I have also been lucky enough to stay at India House. Arriving from Delhi after a busy time at the India Art Fair, I was exhausted with work and travel. The moment I set foot in Pune I felt a welcomed change and I took the warmth of the late January sun on the back of my neck as a good omen. I have been travelling throughout the Indian subcontinent for the last decade, on rickshaws, ferries, trains, buses, and in perilous cars, but my sense of relief was immediate as I arrived at India House. Its tranquility was palpable. Essentially inspired by the traditional haveli houses in Rajasthan and Gujarat, or wada mansions in Pune, it enjoys a central courtyard - Bhramasthan (based on Vedic architecture and planning) - that opens to the sky as if to embrace its daily wisdom. My body wanted to keep sleeping, having sensed a real opportunity for retreat, and my time there reminded me of the power of good architecture to truly enhance the quality of our lives.

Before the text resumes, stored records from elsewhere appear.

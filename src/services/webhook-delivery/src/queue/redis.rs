//! Redis-backed delivery queue
//!
//! Two sorted sets per queue: `{prefix}scheduled` scored by the time a job becomes
//! visible, and `{prefix}inflight` scored by lease expiry. Leasing runs as one Lua
//! script so that concurrent workers never receive the same entry.

use super::{DeliveryQueue, Lease, QueueDepth, QueuedJob};
use crate::error::{WebhookDeliveryError, WebhookDeliveryResult};
use crate::models::DeliveryJob;
use async_trait::async_trait;
use chrono::Utc;
use deadpool_redis::Pool;
use std::time::Duration;
use tokio::time::Instant;
use tracing::{debug, instrument};

/// Moves expired leases back to `scheduled`, then leases one due entry
const LEASE_SCRIPT: &str = r#"
local now = tonumber(ARGV[1])
local expired = redis.call('ZRANGEBYSCORE', KEYS[2], '-inf', now, 'LIMIT', 0, 100)
for _, member in ipairs(expired) do
    redis.call('ZREM', KEYS[2], member)
    redis.call('ZADD', KEYS[1], now, member)
end
local due = redis.call('ZRANGEBYSCORE', KEYS[1], '-inf', now, 'LIMIT', 0, 1)
if #due == 0 then
    return false
end
redis.call('ZREM', KEYS[1], due[1])
redis.call('ZADD', KEYS[2], now + tonumber(ARGV[2]), due[1])
return due[1]
"#;

/// Queue stored in Redis sorted sets
#[derive(Clone)]
pub struct RedisDeliveryQueue {
    pool: Pool,
    scheduled_key: String,
    in_flight_key: String,
    visibility_timeout: Duration,
    poll_interval: Duration,
}

impl RedisDeliveryQueue {
    pub fn new(
        pool: Pool,
        key_prefix: &str,
        visibility_timeout: Duration,
        poll_interval: Duration,
    ) -> Self {
        Self {
            pool,
            scheduled_key: format!("{}scheduled", key_prefix),
            in_flight_key: format!("{}inflight", key_prefix),
            visibility_timeout,
            poll_interval,
        }
    }

    fn score_after(delay: Duration) -> i64 {
        Utc::now().timestamp_millis() + delay.as_millis() as i64
    }

    async fn try_lease(&self) -> WebhookDeliveryResult<Option<Lease>> {
        let mut conn = self.pool.get().await?;
        let member: Option<String> = redis::Script::new(LEASE_SCRIPT)
            .key(&self.scheduled_key)
            .key(&self.in_flight_key)
            .arg(Utc::now().timestamp_millis())
            .arg(self.visibility_timeout.as_millis() as i64)
            .invoke_async(&mut conn)
            .await?;

        match member {
            Some(member) => {
                let queued: QueuedJob = serde_json::from_str(&member)?;
                Ok(Some(Lease {
                    receipt: queued.receipt,
                    job: queued.job,
                    token: member,
                }))
            }
            None => Ok(None),
        }
    }
}

impl std::fmt::Debug for RedisDeliveryQueue {
    fn fmt(&self, f: &mut std::fmt::Formatter<'_>) -> std::fmt::Result {
        f.debug_struct("RedisDeliveryQueue")
            .field("scheduled_key", &self.scheduled_key)
            .field("in_flight_key", &self.in_flight_key)
            .field("visibility_timeout", &self.visibility_timeout)
            .finish()
    }
}

#[async_trait]
impl DeliveryQueue for RedisDeliveryQueue {
    #[instrument(skip(self, job), fields(delivery_id = %job.delivery_id))]
    async fn enqueue(&self, job: DeliveryJob, delay: Duration) -> WebhookDeliveryResult<()> {
        let member = serde_json::to_string(&QueuedJob::new(job))?;
        let mut conn = self.pool.get().await?;

        let _: () = redis::cmd("ZADD")
            .arg(&self.scheduled_key)
            .arg(Self::score_after(delay))
            .arg(member)
            .query_async(&mut conn)
            .await?;
        Ok(())
    }

    async fn dequeue(&self, wait: Duration) -> WebhookDeliveryResult<Option<Lease>> {
        let deadline = Instant::now() + wait;
        loop {
            if let Some(lease) = self.try_lease().await? {
                debug!(delivery_id = %lease.job.delivery_id, "Leased delivery job");
                return Ok(Some(lease));
            }

            let now = Instant::now();
            if now >= deadline {
                return Ok(None);
            }
            tokio::time::sleep(self.poll_interval.min(deadline - now)).await;
        }
    }

    async fn ack(&self, lease: &Lease) -> WebhookDeliveryResult<()> {
        let mut conn = self.pool.get().await?;
        let _: () = redis::pipe()
            .atomic()
            .cmd("ZREM")
            .arg(&self.in_flight_key)
            .arg(&lease.token)
            .ignore()
            .cmd("ZREM")
            .arg(&self.scheduled_key)
            .arg(&lease.token)
            .ignore()
            .query_async(&mut conn)
            .await?;
        Ok(())
    }

    async fn nack(&self, lease: &Lease, delay: Duration) -> WebhookDeliveryResult<()> {
        let mut conn = self.pool.get().await?;
        let _: () = redis::pipe()
            .atomic()
            .cmd("ZREM")
            .arg(&self.in_flight_key)
            .arg(&lease.token)
            .ignore()
            .cmd("ZADD")
            .arg(&self.scheduled_key)
            .arg(Self::score_after(delay))
            .arg(&lease.token)
            .ignore()
            .query_async(&mut conn)
            .await?;
        Ok(())
    }

    async fn depth(&self) -> WebhookDeliveryResult<QueueDepth> {
        let mut conn = self.pool.get().await?;
        let (scheduled, in_flight): (u64, u64) = redis::pipe()
            .cmd("ZCARD")
            .arg(&self.scheduled_key)
            .cmd("ZCARD")
            .arg(&self.in_flight_key)
            .query_async(&mut conn)
            .await
            .map_err(|e| WebhookDeliveryError::queue(format!("failed to read depth: {}", e)))?;

        Ok(QueueDepth {
            scheduled,
            in_flight,
        })
    }
}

Over one hundred and twenty years ago, Camillo Sitte (1843-1903) argued that architecture was a process of culturization, and he feared that urbanism would become a dryly technical task devoid of spirit and artistic commitment. He called for a reconciliation of the picturesque and the pragmatic, and summoned "artistic generating thought" in an aesthetically conscious manner to achieve the "creative quality of urban space". Intuitively, he also echoed an ancient Eastern wisdom - also reverberating from the ancient Vastu Sastras principles of Hindu design - about the whole amounting to and creating far more than the sum of its parts. Thankfully, and perhaps even serendipitously, Benninger's particular kind of genius has never been "strangled to death" nor has his joi de vivre been "stifled by the system", as Sitte had warned. Not by chance, more than forty years ago, Christopher left for an India that was in the middle of unprecedented changes; the same India that is now bursting at the seams of progress towards "the good life". He is still energetically contributing, knee deep, in a new transformation, and his tireless efforts are reflected in a previously celebrated affirmation of such a brave enterprise: "The forever edifying impress of artistic perfection cannot be dispensed with in our busy everyday life. One must keep in mind that city planning in particular must allow full and complete participation to art, because it is this type of artistic endeavour, above all, that affects formatively every day and every hour the great mass of the population..."

And when someone is that committed to their mission there will always be countless projects and people waiting for their love. (1)

Rosa Maria Falvo
Milan, August 2015

(1). Camillo Sitte, City Planning According to Artistic Principles (1889), Translated by George R. Collins and Christiane Crasemann Collins (Phaidon Press, London, 1965), 91-104;105-112.